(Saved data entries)
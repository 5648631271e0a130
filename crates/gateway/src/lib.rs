//! HTTP API gateway for Brainstem.
//!
//! The engine's thin operational surface:
//!
//! - `GET  /health`             — liveness
//! - `POST /api/v1/coordinate`  — run one request through the engine
//! - `GET  /api/v1/metrics`     — resource metrics snapshot (optionally windowed)
//! - `GET  /api/v1/workflows`   — registered intents
//! - `GET  /api/v1/status`      — registry and uptime overview
//!
//! Built on Axum. `start()` is the composition root: it wires config →
//! agents → registry → scheduler → service and owns the background
//! tasks (cache sweeper, persistence worker).

use axum::extract::{Query, State};
use axum::http::StatusCode;
use axum::response::Json;
use axum::routing::{get, post};
use axum::Router;
use serde::{Deserialize, Serialize};
use std::sync::Arc;
use std::time::Duration;
use tracing::{error, info};

use brainstem_agents::{AgentRegistry, ClassifierRouter};
use brainstem_cache::ResponseCache;
use brainstem_coordinator::{
    ContextPruner, CoordinationService, FinalResponse, PersistQueue, Scheduler, WorkflowRegistry,
};
use brainstem_core::Error;
use brainstem_metrics::ResourceMetrics;
use brainstem_state::InMemoryStateStore;

/// Shared application state for the gateway.
pub struct GatewayState {
    pub service: CoordinationService,
    pub metrics: Arc<ResourceMetrics>,
    pub agents: Arc<AgentRegistry>,
    pub start_time: chrono::DateTime<chrono::Utc>,
}

type SharedState = Arc<GatewayState>;

/// Build the Axum router with all gateway routes.
pub fn build_router(state: SharedState) -> Router {
    Router::new()
        .route("/health", get(health_handler))
        .route("/api/v1/coordinate", post(coordinate_handler))
        .route("/api/v1/metrics", get(metrics_handler))
        .route("/api/v1/workflows", get(workflows_handler))
        .route("/api/v1/status", get(status_handler))
        .layer(axum::extract::DefaultBodyLimit::max(256 * 1024))
        .layer(tower_http::trace::TraceLayer::new_for_http())
        .with_state(state)
}

/// Start the gateway HTTP server.
///
/// Builds every subsystem once and shares them via `Arc`.
pub async fn start(config: brainstem_config::AppConfig) -> Result<(), Box<dyn std::error::Error>> {
    let addr = format!("{}:{}", config.gateway.host, config.gateway.port);

    let agents = Arc::new(brainstem_agents::build_from_config(&config));

    let router_agent = agents.get(&config.intent.agent).ok_or_else(|| {
        format!(
            "intent router agent '{}' is not configured",
            config.intent.agent
        )
    })?;
    let intent_router = Arc::new(ClassifierRouter::new(router_agent, &config.intent.action));

    let workflows = Arc::new(WorkflowRegistry::from_config(&config, &agents)?);

    let cache = Arc::new(ResponseCache::new(config.cache.capacity));
    let _sweeper = cache.spawn_sweeper(Duration::from_secs(config.cache.sweep_interval_secs));

    let metrics = Arc::new(ResourceMetrics::new());
    let pruner = Arc::new(ContextPruner::from_config(&config.pruning));

    let scheduler = Scheduler::new(agents.clone(), cache, metrics.clone(), pruner);

    let store = Arc::new(InMemoryStateStore::new());
    let (persist, _worker) = PersistQueue::start(store.clone(), config.persistence.queue_capacity);

    let service = CoordinationService::new(intent_router, workflows, scheduler, store, persist)
        .with_confidence_floor(config.intent.confidence_floor);

    let state = Arc::new(GatewayState {
        service,
        metrics,
        agents,
        start_time: chrono::Utc::now(),
    });

    let app = build_router(state);

    info!(addr = %addr, "Gateway starting");
    let listener = tokio::net::TcpListener::bind(&addr).await?;
    axum::serve(listener, app).await?;

    Ok(())
}

// --- Handlers ---

#[derive(Serialize)]
struct HealthResponse {
    status: &'static str,
    version: &'static str,
}

async fn health_handler() -> Json<HealthResponse> {
    Json(HealthResponse {
        status: "ok",
        version: env!("CARGO_PKG_VERSION"),
    })
}

#[derive(Deserialize)]
struct CoordinateRequest {
    /// Existing conversation ID (omit to start a new conversation).
    #[serde(default)]
    conversation_id: Option<String>,
    /// The user's message.
    message: String,
}

#[derive(Serialize)]
struct ErrorResponse {
    error: String,
}

async fn coordinate_handler(
    State(state): State<SharedState>,
    Json(payload): Json<CoordinateRequest>,
) -> Result<Json<FinalResponse>, (StatusCode, Json<ErrorResponse>)> {
    let conversation_id = payload
        .conversation_id
        .unwrap_or_else(|| uuid::Uuid::new_v4().to_string());

    match state.service.handle(&conversation_id, &payload.message).await {
        Ok(response) => Ok(Json(response)),
        Err(Error::Structural(e)) => Err((
            StatusCode::UNPROCESSABLE_ENTITY,
            Json(ErrorResponse {
                error: e.to_string(),
            }),
        )),
        Err(e) => {
            error!(error = %e, "Coordination failed");
            Err((
                StatusCode::INTERNAL_SERVER_ERROR,
                Json(ErrorResponse {
                    error: e.to_string(),
                }),
            ))
        }
    }
}

#[derive(Deserialize)]
struct MetricsQuery {
    /// Restrict the snapshot to the trailing window, in seconds.
    #[serde(default)]
    window_secs: Option<i64>,
}

async fn metrics_handler(
    State(state): State<SharedState>,
    Query(query): Query<MetricsQuery>,
) -> Json<brainstem_metrics::UsageSnapshot> {
    let window = query.window_secs.map(chrono::Duration::seconds);
    Json(state.metrics.snapshot(window))
}

#[derive(Serialize)]
struct WorkflowListResponse {
    intents: Vec<String>,
    count: usize,
}

async fn workflows_handler(State(state): State<SharedState>) -> Json<WorkflowListResponse> {
    let intents: Vec<String> = state
        .service
        .workflows()
        .intents()
        .into_iter()
        .map(String::from)
        .collect();
    let count = intents.len();
    Json(WorkflowListResponse { intents, count })
}

#[derive(Serialize)]
struct StatusResponse {
    status: &'static str,
    workflows: usize,
    agents: Vec<String>,
    uptime_secs: i64,
}

async fn status_handler(State(state): State<SharedState>) -> Json<StatusResponse> {
    Json(StatusResponse {
        status: "ok",
        workflows: state.service.workflows().len(),
        agents: state.agents.names().into_iter().map(String::from).collect(),
        uptime_secs: (chrono::Utc::now() - state.start_time).num_seconds(),
    })
}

What this task involves: Restate word for word the lines above, beginning at the first one and ending at the line that carries "through the engine".

Solution for this task:
repository 5648631271e0a130
filename crates/gateway/src/lib.rs
//! HTTP API gateway for Brainstem.
//!
//! The engine's thin operational surface:
//!
//! - `GET  /health`             — liveness
//! - `POST /api/v1/coordinate`  — run one request through the engine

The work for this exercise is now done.